先日、仲間内でちょっとした家飲み会をやりまして。
ボードゲームでもやりながら、お酒飲んだりしましょうと何人かに声をかけたら皆の興が乗って「美味しい牡蠣があるから持ってこよう。」「サーモンもあるよ。」「とっておきの日本酒が。」みたいな感じになってどんどん豪華な飲み会の装いに。
ついに一人が「ウチの会社の創立記念で、下戸の社長がもらったSARLONを譲ってもらったのでもってきます!」なんて言うのです。

SALON!?

シャンパンが好きな人なら名前くらいは聞いたことがあるでしょう。超高級シャンパン界の三大巨頭、サロン。めちゃくちゃ選りすぐった畑の、特別に出来の良かった年にしか作られないゴージャス飲み物。
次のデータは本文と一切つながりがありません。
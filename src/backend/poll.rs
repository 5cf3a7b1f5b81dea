//! The connection polling task.

use embassy_futures::select::{Either3, select3};
use embassy_time::{Duration, with_timeout};
use heapless::String;

use super::{BackendEvent, BackendEventHandler, ConnectionState, MqttBackend, Request};
use crate::client::{MqttClient, MqttOptions};
use crate::config::{BackendConfig, MQTT_CLIENT_ID_MAX_LEN, MQTT_PAYLOAD_BUFFER_LEN, MQTT_RX_TX_BUFFER_LEN};
use crate::error::{BackendError, ConnectReasonCode, MqttError};
use crate::fmt::Dbg;
use crate::packet::{MqttPacket, QoS};
use crate::transport::{Connector, MqttTransport};

/// How long to block on the socket when keep-alive is disabled.
const IDLE_WAIT: Duration = Duration::from_secs(3600);

type Client<'a, T> = MqttClient<'a, T, MQTT_RX_TX_BUFFER_LEN>;

/// Drives connection attempts and sessions for one [`MqttBackend`].
///
/// Owns everything the socket side needs, so the shared handle stays free of
/// locks. Spawn [`run`](Self::run) on its own task.
pub struct ConnectionPoll<'a, C, H> {
    backend: &'a MqttBackend,
    config: BackendConfig<'a>,
    client_id: String<MQTT_CLIENT_ID_MAX_LEN>,
    connector: C,
    handler: H,
}

impl<'a, C, H> ConnectionPoll<'a, C, H>
where
    C: Connector,
    H: BackendEventHandler,
{
    /// Creates the task state. The MQTT client id is the configured prefix
    /// followed by `id`.
    pub fn new(
        backend: &'a MqttBackend,
        config: BackendConfig<'a>,
        id: &str,
        connector: C,
        handler: H,
    ) -> Result<Self, BackendError> {
        let mut client_id = String::<MQTT_CLIENT_ID_MAX_LEN>::new();
        client_id
            .push_str(config.client_id_prefix)
            .and_then(|_| client_id.push_str(id))
            .map_err(|_| BackendError::ClientIdTooLong)?;
        debug!("client_id = {}", client_id.as_str());
        Ok(Self {
            backend,
            config,
            client_id,
            connector,
            handler,
        })
    }

    pub fn client_id(&self) -> &str {
        &self.client_id
    }

    pub fn handler(&self) -> &H {
        &self.handler
    }

    pub fn handler_mut(&mut self) -> &mut H {
        &mut self.handler
    }

    /// Serves connect requests forever.
    pub async fn run(&mut self) -> ! {
        loop {
            self.backend.connect_signal.wait().await;
            self.poll_once().await;
        }
    }

    /// Runs one connection attempt and its session, then returns to idle.
    ///
    /// Consumes a pending connect request, or takes the connection slot
    /// itself when there is none, so `connect()` reports
    /// [`BackendError::InProgress`] until the attempt is over. Useful to
    /// drive the backend from an executor that cannot hold a `!` future.
    pub async fn poll_once(&mut self) {
        if self.backend.claim() {
            debug!("Polling without a connect request");
        }
        let mut session = Session {
            backend: self.backend,
            handler: &mut self.handler,
            disconnect_notified: false,
        };
        session.notify(ConnectionState::Connecting, BackendEvent::Connecting);

        if self.backend.disconnect_requested() {
            debug!("Disconnect requested before connecting");
            session.notify_disconnected();
        } else {
            match self.connector.connect(&self.config.broker).await {
                Ok(transport) => {
                    let options = MqttOptions::new(&self.client_id)
                        .with_keep_alive(self.config.keep_alive);
                    let mut client: Client<'_, _> = MqttClient::new(transport, options);
                    if let Err(_e) = session.run(&mut client).await {
                        error!("MQTT session ended: {:?}", Dbg(&_e));
                    }
                    session.notify_disconnected();
                    client.abort();
                }
                Err(_e) => {
                    error!("Could not connect to broker: {:?}", Dbg(&_e));
                    session.notify_disconnected();
                }
            }
        }

        self.reset();
    }

    fn reset(&mut self) {
        while let Ok(_request) = self.backend.requests.try_receive() {
            debug!("Dropping request queued for closed session");
        }
        self.backend.connect_signal.reset();
        self.backend.set_state(ConnectionState::Idle);
        // Last, so a connect() racing with the reset lands on a clean slate.
        self.backend
            .poll_active
            .store(false, core::sync::atomic::Ordering::Release);
    }
}

/// Follow-up owed to the broker after handling an inbound packet.
enum FollowUp {
    None,
    PubAck(u16),
    PubRel(u16),
}

struct Session<'s, H> {
    backend: &'s MqttBackend,
    handler: &'s mut H,
    disconnect_notified: bool,
}

impl<H: BackendEventHandler> Session<'_, H> {
    fn notify(&mut self, state: ConnectionState, event: BackendEvent<'_>) {
        self.backend.set_state(state);
        self.handler.on_event(event);
    }

    /// Reports the end of the session exactly once.
    fn notify_disconnected(&mut self) {
        if !self.disconnect_notified {
            self.disconnect_notified = true;
            info!("MQTT client disconnected");
            self.notify(ConnectionState::Disconnected, BackendEvent::Disconnected);
        }
    }

    async fn run<T: MqttTransport>(
        &mut self,
        client: &mut Client<'_, T>,
    ) -> Result<(), MqttError<T::Error>> {
        client.connect().await?;
        debug!("CONNECT sent");

        loop {
            let wait = client.keepalive_time_left().unwrap_or(IDLE_WAIT);
            let next = select3(
                with_timeout(wait, client.fill()),
                self.backend.requests.receive(),
                self.backend.disconnect_signal.wait(),
            )
            .await;

            match next {
                Either3::First(Ok(filled)) => {
                    filled?;
                    self.drain(client).await?;
                }
                Either3::First(Err(_)) => self.on_keepalive(client).await?,
                Either3::Second(request) => self.execute(client, request).await?,
                Either3::Third(()) => {
                    info!("Disconnecting from broker");
                    if let Err(_e) = client.disconnect().await {
                        warn!("DISCONNECT not sent: {:?}", Dbg(&_e));
                    }
                    self.notify_disconnected();
                    return Ok(());
                }
            }
        }
    }

    /// Pings the broker when the keep-alive budget runs out. A broker that
    /// has not answered `CONNECT` yet is pinged too; the attempt only ends on
    /// a refused `CONNACK` or a socket fault.
    async fn on_keepalive<T: MqttTransport>(
        &mut self,
        client: &mut Client<'_, T>,
    ) -> Result<(), MqttError<T::Error>> {
        if client.keepalive_time_left().is_none() {
            return Ok(());
        }
        if self.backend.state() == ConnectionState::Connecting {
            debug!("Still waiting for CONNACK");
        }
        trace!("PINGREQ");
        client.ping().await
    }

    async fn execute<T: MqttTransport>(
        &mut self,
        client: &mut Client<'_, T>,
        request: Request,
    ) -> Result<(), MqttError<T::Error>> {
        match request {
            Request::Publish(req) => {
                let _id = client.publish(&req.topic, &req.payload, req.qos).await?;
                debug!(
                    "Published {} bytes to {} (id {})",
                    req.payload.len(),
                    req.topic.as_str(),
                    _id
                );
            }
            Request::Subscribe(topic) => {
                let _id = client.subscribe(&topic, QoS::AtLeastOnce).await?;
                info!("Subscribing to {} (id {})", topic.as_str(), _id);
            }
        }
        Ok(())
    }

    /// Handles every complete packet in the receive buffer.
    async fn drain<T: MqttTransport>(
        &mut self,
        client: &mut Client<'_, T>,
    ) -> Result<(), MqttError<T::Error>> {
        loop {
            let follow_up = match client.next_packet()? {
                Some(packet) => self.handle::<T::Error>(packet)?,
                None => return Ok(()),
            };
            match follow_up {
                FollowUp::None => {}
                FollowUp::PubAck(id) => client.puback(id).await?,
                FollowUp::PubRel(id) => client.pubrel(id).await?,
            }
        }
    }

    fn handle<E>(&mut self, packet: MqttPacket<'_>) -> Result<FollowUp, MqttError<E>> {
        match packet {
            MqttPacket::ConnAck(ack) => match ConnectReasonCode::from(ack.return_code) {
                ConnectReasonCode::Success => {
                    if self.backend.state() != ConnectionState::Connecting {
                        warn!("Unexpected CONNACK");
                        return Ok(FollowUp::None);
                    }
                    info!("MQTT client connected");
                    self.notify(ConnectionState::Connected, BackendEvent::Connected);
                    self.notify(ConnectionState::Ready, BackendEvent::Ready);
                }
                code => {
                    error!("MQTT connect refused: {:?}", code);
                    return Err(MqttError::ConnectionRefused(code));
                }
            },
            MqttPacket::Publish(publish) => {
                debug!(
                    "PUBLISH on {} ({} bytes, {:?})",
                    publish.topic,
                    publish.payload.len(),
                    publish.qos
                );
                if publish.payload.len() > MQTT_PAYLOAD_BUFFER_LEN {
                    warn!(
                        "Dropping {} byte payload, limit is {}",
                        publish.payload.len(),
                        MQTT_PAYLOAD_BUFFER_LEN
                    );
                    return Ok(FollowUp::None);
                }
                self.handler.on_event(BackendEvent::DataReceived {
                    topic: publish.topic,
                    payload: publish.payload,
                });
                if let (QoS::AtLeastOnce, Some(id)) = (publish.qos, publish.packet_id) {
                    return Ok(FollowUp::PubAck(id));
                }
            }
            MqttPacket::PubAck(_ack) => debug!("PUBACK packet id: {}", _ack.packet_id),
            MqttPacket::PubRec(rec) => {
                debug!("PUBREC packet id: {}", rec.packet_id);
                return Ok(FollowUp::PubRel(rec.packet_id));
            }
            MqttPacket::PubComp(_comp) => debug!("PUBCOMP packet id: {}", _comp.packet_id),
            MqttPacket::PubRel(_rel) => debug!("PUBREL packet id: {}", _rel.packet_id),
            MqttPacket::SubAck(ack) => {
                if ack.is_rejected() {
                    warn!("Subscription {} rejected by broker", ack.packet_id);
                } else {
                    debug!("SUBACK packet id: {}", ack.packet_id);
                }
            }
            MqttPacket::PingResp => trace!("PINGRESP"),
        }
        Ok(FollowUp::None)
    }
}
ファーストクラスに乗ると出てくるとかなんとか。要するにお金持ちが飲む酒です。これに比べたらドンペリなんて可愛いもん。
(注:ドンペリにもランクがあり、別格に高級なやつはSALONよりずっとお値段も張るみたいです。高価なモノはキリがないですね。)

マグネットで開く、Apple製品も顔負けの精巧なつくりの箱に入ってました。

こんなお酒、おそらくもう飲む機会が無いだろうと思い、せっかくだから飲み比べをしようと、3種のシャンパンを用意したんです。
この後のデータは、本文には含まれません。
//! EyeMech control panel entry point.
//!
//! A headless front-end for the radar: single commands can be sent straight
//! from the command line, and recorded pointer-event scripts can be replayed
//! through the same drag state machine a pointing device would drive.
//!
//! # Architecture
//!
//! ```text
//! main()
//!  └─ PanelConfig            -- built from command-line flags
//!  └─ SerialTransport        -- one connection, opened on demand
//!  └─ ControlPanel           -- radar state machine + command encoder
//! ```
//!
//! Everything runs on the main thread.  Connect errors are reported to the
//! operator and end the process with a non-zero status.

use std::path::PathBuf;
use std::thread;
use std::time::Duration;

use anyhow::Context;
use clap::{Parser, Subcommand};
use tracing::info;
use tracing_subscriber::EnvFilter;

use eyemech_core::domain::interaction::DEFAULT_SEND_INTERVAL;
use eyemech_core::domain::radar::{DEFAULT_CANVAS_SIZE, DEFAULT_MARGIN};
use eyemech_core::EyeCommand;
use eyemech_panel::application::command_encoder::EyeMech;
use eyemech_panel::application::control_panel::ControlPanel;
use eyemech_panel::infrastructure::config::PanelConfig;
use eyemech_panel::infrastructure::event_script::load_script;
use eyemech_panel::infrastructure::serial::transport::DEFAULT_SETTLE_DELAY;
use eyemech_panel::infrastructure::serial::{
    list_available_ports, SerialTransport, SystemPortOpener, TransportSettings, DEFAULT_BAUD_RATE,
};

#[derive(Parser, Debug)]
#[command(author, version, about = "Control panel for the EyeMech animatronic eye", long_about = None)]
struct Cli {
    #[command(subcommand)]
    command: Command,

    /// Serial baud rate
    #[arg(long, global = true, default_value_t = DEFAULT_BAUD_RATE)]
    baud: u32,

    /// Wait after opening the port, in milliseconds
    #[arg(long, global = true, default_value_t = DEFAULT_SETTLE_DELAY.as_millis() as u64)]
    settle_ms: u64,

    /// Minimum gap between gaze updates while dragging, in milliseconds
    #[arg(long, global = true, default_value_t = DEFAULT_SEND_INTERVAL.as_millis() as u64)]
    send_interval_ms: u64,

    /// Side of the square radar canvas, in pixels
    #[arg(long, global = true, default_value_t = DEFAULT_CANVAS_SIZE)]
    canvas_size: i32,

    /// Border between the canvas edge and the radar circle, in pixels
    #[arg(long, global = true, default_value_t = DEFAULT_MARGIN)]
    margin: i32,

    /// Log level used when RUST_LOG is not set
    #[arg(long, global = true, default_value = "info")]
    log_level: String,
}

#[derive(Subcommand, Debug)]
enum Command {
    /// List available serial ports
    Ports,
    /// Point the eye at (x, y), both in [-50, 50]
    Eye {
        #[arg(allow_negative_numbers = true)]
        x: f64,
        #[arg(allow_negative_numbers = true)]
        y: f64,
        #[arg(short, long)]
        port: String,
    },
    /// Open (positive) or close (negative) the eyelids by DELTA steps
    Lid {
        #[arg(allow_negative_numbers = true)]
        delta: i32,
        #[arg(short, long)]
        port: String,
    },
    /// Blink once
    Blink {
        #[arg(short, long)]
        port: String,
    },
    /// Send a raw protocol line such as "EYE 10.00 -5.00"
    Send {
        line: String,
        #[arg(short, long)]
        port: String,
    },
    /// Replay a TOML pointer-event script through the radar
    Replay {
        script: PathBuf,
        /// Serial port; without it the replay is a dry run
        #[arg(short, long)]
        port: Option<String>,
        /// Sleep between events to reproduce the recorded timing
        #[arg(long)]
        realtime: bool,
    },
}

impl Cli {
    fn panel_config(&self) -> PanelConfig {
        PanelConfig {
            transport: TransportSettings {
                baud_rate: self.baud,
                settle_delay: Duration::from_millis(self.settle_ms),
            },
            send_interval: Duration::from_millis(self.send_interval_ms),
            canvas_size: self.canvas_size,
            margin: self.margin,
            log_level: self.log_level.to_ascii_lowercase(),
        }
    }
}

fn main() -> anyhow::Result<()> {
    let cli = Cli::parse();
    let config = cli.panel_config();
    config.validate().context("invalid settings")?;

    // Initialise structured logging.  Level is overridden by `RUST_LOG`.
    tracing_subscriber::fmt()
        .with_env_filter(
            EnvFilter::try_from_default_env().unwrap_or_else(|_| EnvFilter::new(&config.log_level)),
        )
        .with_writer(std::io::stderr)
        .init();

    match cli.command {
        Command::Ports => print_ports(),
        Command::Eye { x, y, port } => {
            let command = EyeCommand::gaze(x, y)?;
            send_one(&config, &port, command)
        }
        Command::Lid { delta, port } => send_one(&config, &port, EyeCommand::Lid(delta)),
        Command::Blink { port } => send_one(&config, &port, EyeCommand::Blink),
        Command::Send { line, port } => {
            let command: EyeCommand = line
                .parse()
                .with_context(|| format!("not a valid command line: {line:?}"))?;
            send_one(&config, &port, command)
        }
        Command::Replay {
            script,
            port,
            realtime,
        } => replay(&config, &script, port.as_deref(), realtime),
    }
}

fn print_ports() -> anyhow::Result<()> {
    let ports = list_available_ports()?;
    if ports.is_empty() {
        info!("no serial ports found");
    }
    for port in ports {
        println!("{port}");
    }
    Ok(())
}

fn connect(
    config: &PanelConfig,
    port: &str,
) -> anyhow::Result<SerialTransport<SystemPortOpener>> {
    let mut transport = SerialTransport::new(SystemPortOpener, config.transport);
    let info = transport.connect(port).context("connection failed")?;
    println!("Connected: {info}");
    Ok(transport)
}

fn send_one(config: &PanelConfig, port: &str, command: EyeCommand) -> anyhow::Result<()> {
    let mut eye = EyeMech::new(connect(config, port)?);
    eye.send(command);
    println!("→ {command}");
    Ok(())
}

fn replay(
    config: &PanelConfig,
    script: &std::path::Path,
    port: Option<&str>,
    realtime: bool,
) -> anyhow::Result<()> {
    let events = load_script(script)?;
    info!("loaded {} events from {}", events.len(), script.display());

    let transport = match port {
        Some(port) => connect(config, port)?,
        None => {
            info!("dry run: no port given, commands are not transmitted");
            SerialTransport::new(SystemPortOpener, config.transport)
        }
    };

    let mut panel = ControlPanel::new(config.surface()?, transport);
    let mut clock_ms = events.first().map_or(0, |e| e.time_ms());

    for event in events {
        if realtime {
            let wait = event.time_ms().saturating_sub(clock_ms);
            if wait > 0 {
                thread::sleep(Duration::from_millis(wait));
            }
        }
        clock_ms = event.time_ms();

        if let Some(command) = panel.handle_event(event) {
            println!("→ {command}");
        }
    }

    let stats = panel.stats();
    let marker = panel.marker();
    println!(
        "{} events, {} commands ({} EYE, {} LID, {} BLINK); marker at ({}, {})",
        stats.events,
        stats.commands(),
        stats.gaze_commands,
        stats.lid_commands,
        stats.blink_commands,
        marker.x,
        marker.y,
    );
    Ok(())
}

// ── Tests ─────────────────────────────────────────────────────────────────────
まずは第1のコース、サロンくん。規格外の大物です。市場価格6万円。

第2のコース、インドミタくん。

インドミタは最近台頭してきている、チリの安ウマワインブランド。値段からは想像もつかないような味のパフォーマンスを誇ります。赤も白もスパークリングも、安いのにとても美味しいと思います。約千円。

第2のコース、3千円台シャンパンくん。
写真を取り忘れましたが、大きめのスーパーで購入。
フランスのシャンパーニュ地方で生産された、本当のシャンパン。
普段はこんないいワイン買いません。売値は3千円ですが、これをレストランで飲むとたぶん6-8千円に化けます。十分高級。

飲み比べた結果

まずは安いやつからということで、インドミタをあけて飲みます。
美味しい。これで千円は安いね、でもビールの数倍の値段だね、こういう時にそういう感想はどうかと思うな、などとわいわいいただいて、次に3千円のやつ。

「!!!」
全員が驚くおいしさ。
風味が違う、泡の口当たりが違う、舌触りが違う。
これはすごいね、ぜんぜん違うね、美味しい!これは好きだ、どんどん飲めてしまうね、シャンパンってこれのことかー、などの感想が。
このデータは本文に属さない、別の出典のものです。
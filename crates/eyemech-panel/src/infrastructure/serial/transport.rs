//! SerialTransport: owns the one live connection to the EyeMech controller.
//!
//! Connecting always closes the previous link first, so at most one port is
//! open at a time.  Sending is best effort: without a connection it does
//! nothing, and a failed write is logged and forgotten.

use std::io::Write;
use std::thread;
use std::time::Duration;

use tracing::{debug, info, warn};

use super::{ConnectionError, ConnectionInfo, PortOpener, SerialLink, DEFAULT_BAUD_RATE};
use crate::application::command_encoder::CommandSink;

/// Wait after opening a port for boards that reset when the line opens.
pub const DEFAULT_SETTLE_DELAY: Duration = Duration::from_secs(2);

/// Line terminator appended to every command.
const LINE_TERMINATOR: u8 = b'\n';

/// Fixed link parameters.
#[derive(Debug, Clone, Copy, PartialEq, Eq)]
pub struct TransportSettings {
    pub baud_rate: u32,
    /// Blocking wait after a successful open, before the link is declared ready.
    pub settle_delay: Duration,
}

impl Default for TransportSettings {
    fn default() -> Self {
        Self {
            baud_rate: DEFAULT_BAUD_RATE,
            settle_delay: DEFAULT_SETTLE_DELAY,
        }
    }
}

struct OpenLink {
    info: ConnectionInfo,
    writer: SerialLink,
}

/// Write-only serial transport.
pub struct SerialTransport<O: PortOpener> {
    opener: O,
    settings: TransportSettings,
    link: Option<OpenLink>,
}

impl<O: PortOpener> SerialTransport<O> {
    pub fn new(opener: O, settings: TransportSettings) -> Self {
        Self {
            opener,
            settings,
            link: None,
        }
    }

    /// Opens `port`, replacing any existing connection.
    ///
    /// The previous link is closed before the new one is attempted, then the
    /// calling thread blocks for the settle delay.  An empty identifier is
    /// rejected up front and leaves the current link untouched.
    ///
    /// # Errors
    ///
    /// Returns [`ConnectionError`] if the port cannot be opened.  The transport
    /// is left disconnected in that case.
    pub fn connect(&mut self, port: &str) -> Result<ConnectionInfo, ConnectionError> {
        if port.trim().is_empty() {
            return Err(ConnectionError::NoPortSelected);
        }

        self.disconnect();

        let writer = self.opener.open(port, self.settings.baud_rate)?;

        if !self.settings.settle_delay.is_zero() {
            debug!("waiting {:?} for {port} to settle", self.settings.settle_delay);
            thread::sleep(self.settings.settle_delay);
        }

        let info = ConnectionInfo {
            port: port.to_string(),
            baud_rate: self.settings.baud_rate,
        };
        info!("connected: {info}");
        self.link = Some(OpenLink {
            info: info.clone(),
            writer,
        });
        Ok(info)
    }

    /// Closes the current link, if any.
    pub fn disconnect(&mut self) {
        if let Some(link) = self.link.take() {
            info!("closing {}", link.info);
        }
    }

    pub fn is_connected(&self) -> bool {
        self.link.is_some()
    }

    pub fn connection(&self) -> Option<&ConnectionInfo> {
        self.link.as_ref().map(|l| &l.info)
    }

    /// Writes `line` plus a newline if connected; otherwise does nothing.
    pub fn send(&mut self, line: &str) {
        debug!("→ {line}");
        let Some(link) = self.link.as_mut() else {
            return;
        };

        let mut bytes = Vec::with_capacity(line.len() + 1);
        bytes.extend_from_slice(line.as_bytes());
        bytes.push(LINE_TERMINATOR);

        if let Err(e) = link.writer.write_all(&bytes).and_then(|()| link.writer.flush()) {
            warn!("write to {} failed: {e}", link.info);
        }
    }
}

impl<O: PortOpener> CommandSink for SerialTransport<O> {
    fn send_line(&mut self, line: &str) {
        self.send(line);
    }
}

// ── Tests ─────────────────────────────────────────────────────────────────────

#[cfg(test)]
mod tests {
    use super::*;
    use crate::infrastructure::serial::mock::{LinkEvent, MemoryPortOpener};
    use crate::infrastructure::serial::MockPortOpener;

    fn instant() -> TransportSettings {
        TransportSettings {
            baud_rate: DEFAULT_BAUD_RATE,
            settle_delay: Duration::ZERO,
        }
    }

    #[test]
    fn test_connect_failure_leaves_transport_closed() {
        // Arrange
        let mut opener = MockPortOpener::new();
        opener.expect_open().times(1).returning(|port, baud| {
            assert_eq!(baud, 9600);
            Err(ConnectionError::Open {
                port: port.to_string(),
                reason: "Permission denied".to_string(),
            })
        });
        let mut transport = SerialTransport::new(opener, instant());

        // Act
        let result = transport.connect("/dev/ttyACM0");

        // Assert
        let err = result.expect_err("open failure must surface");
        assert_eq!(err.to_string(), "failed to open /dev/ttyACM0: Permission denied");
        assert!(!transport.is_connected());
        assert!(transport.connection().is_none());
    }

    #[test]
    fn test_empty_port_is_rejected_without_opening() {
        let mut opener = MockPortOpener::new();
        opener.expect_open().times(0);
        let mut transport = SerialTransport::new(opener, instant());

        let result = transport.connect("  ");

        assert!(matches!(result, Err(ConnectionError::NoPortSelected)));
    }

    #[test]
    fn test_connect_reports_port_at_baud() {
        let opener = MemoryPortOpener::new();
        let mut transport = SerialTransport::new(opener, instant());

        let info = transport.connect("COM3").expect("connect should succeed");

        assert_eq!(info.to_string(), "COM3@9600");
        assert!(transport.is_connected());
    }

    #[test]
    fn test_send_while_disconnected_is_silent_noop() {
        let opener = MemoryPortOpener::new();
        let mut transport = SerialTransport::new(opener.clone(), instant());

        transport.send("BLINK");

        assert!(opener.written().is_empty());
        assert!(opener.events().is_empty());
    }

    #[test]
    fn test_send_appends_newline() {
        let opener = MemoryPortOpener::new();
        let mut transport = SerialTransport::new(opener.clone(), instant());
        transport.connect("COM3").unwrap();

        transport.send("EYE 0.00 50.00");
        transport.send_line("BLINK");

        assert_eq!(opener.written(), b"EYE 0.00 50.00\nBLINK\n");
    }

    #[test]
    fn test_reconnect_closes_previous_link_first() {
        // Arrange
        let opener = MemoryPortOpener::new();
        let mut transport = SerialTransport::new(opener.clone(), instant());
        transport.connect("COM3").unwrap();

        // Act
        transport.connect("COM4").unwrap();

        // Assert
        assert_eq!(
            opener.events(),
            vec![
                LinkEvent::Opened("COM3".to_string()),
                LinkEvent::Closed("COM3".to_string()),
                LinkEvent::Opened("COM4".to_string()),
            ]
        );
        assert_eq!(transport.connection().map(|c| c.port.as_str()), Some("COM4"));
    }

    #[test]
    fn test_failed_reconnect_drops_previous_link() {
        let opener = MemoryPortOpener::new();
        opener.fail_port("COM9");
        let mut transport = SerialTransport::new(opener.clone(), instant());
        transport.connect("COM3").unwrap();

        assert!(transport.connect("COM9").is_err());

        assert!(!transport.is_connected());
        transport.send("BLINK");
        assert!(opener.written().is_empty());
    }

    #[test]
    fn test_write_error_is_swallowed() {
        let opener = MemoryPortOpener::new();
        opener.fail_writes();
        let mut transport = SerialTransport::new(opener.clone(), instant());
        transport.connect("COM3").unwrap();

        transport.send("LID 1");

        assert!(transport.is_connected());
    }

    #[test]
    fn test_settle_delay_blocks_connect() {
        let opener = MemoryPortOpener::new();
        let settings = TransportSettings {
            baud_rate: 9600,
            settle_delay: Duration::from_millis(30),
        };
        let mut transport = SerialTransport::new(opener, settings);

        let started = std::time::Instant::now();
        transport.connect("COM3").unwrap();

        assert!(started.elapsed() >= Duration::from_millis(30));
    }
}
美味しいお酒を飲むと、美味しいものがさらに美味しくなるわけで、友人の持ってきてくれた殻付きの牡蠣を剥いて供したり、サーモンでオードブルを作ったりしていただきつつ、いよいよサロンの栓を開ける時が。
正直、開栓時に吹きこぼれたらどうしよう、6万の酒こぼしたら雑巾でふくべきなのか迷うなとか心配しつつ開けましたが、いい酒はそんなアクシデントを呼び込まない。「シュポッ」と上品な音がしました。

各自のグラスに注ぎ、SALONをいただきます。

「うわぁ・・・」

あ、次元が違うね。と思いました。さっきのシャンパンの美味しさをもっともっと高めていった味。正統進化。ものすごく滑らかな舌触りと泡立ち、立ち上る香りがすごく強い、でも品がある香りで嫌味じゃない。超高級シャンパンは香りが強く、余韻も深いため、フルートグラスではなくワイングラスで飲むと後で知って、やっとけばよかったととても残念でした。

「比べた結果」

で、三種飲み比べた結果、やはり高いシャンパンには高いなりのクオリティがあるとわかりました。わかりましたが、味の上昇線と価格の上昇線が比例するほど、圧倒的な味の優劣があるとも言い難い、というのがその場の意見でした。
SALONはとても美味しいシャンパンだけど、3千円のシャンパンがソーダ水に感じるほどの差が、価格にして20倍の差が発生するほど味の優劣があるとは、僕には思えませんでした。

ある一定以上のランクのお酒には、味以外の要素が発生してくるという理屈はわかっています。
しかし、先日長野県の日本酒蔵の杜氏さんとお話させていただいたとき、彼は「日本酒はワインに比べて決して醸造技術や味わいが劣るわけではないのに、市場価格があまりにも安すぎる。」と嘆いておられました。

なぜワインは値段が高いのか。
美味しいワインが高いのはよくわかるけど、すごく美味しいワインが「ものすごく高価」になるのはなぜなのか。高価なワインでも人々が納得して買うのはなぜなのか。

人様にサービスを提供してお金をいただく身として、その辺を考える今日この頃です。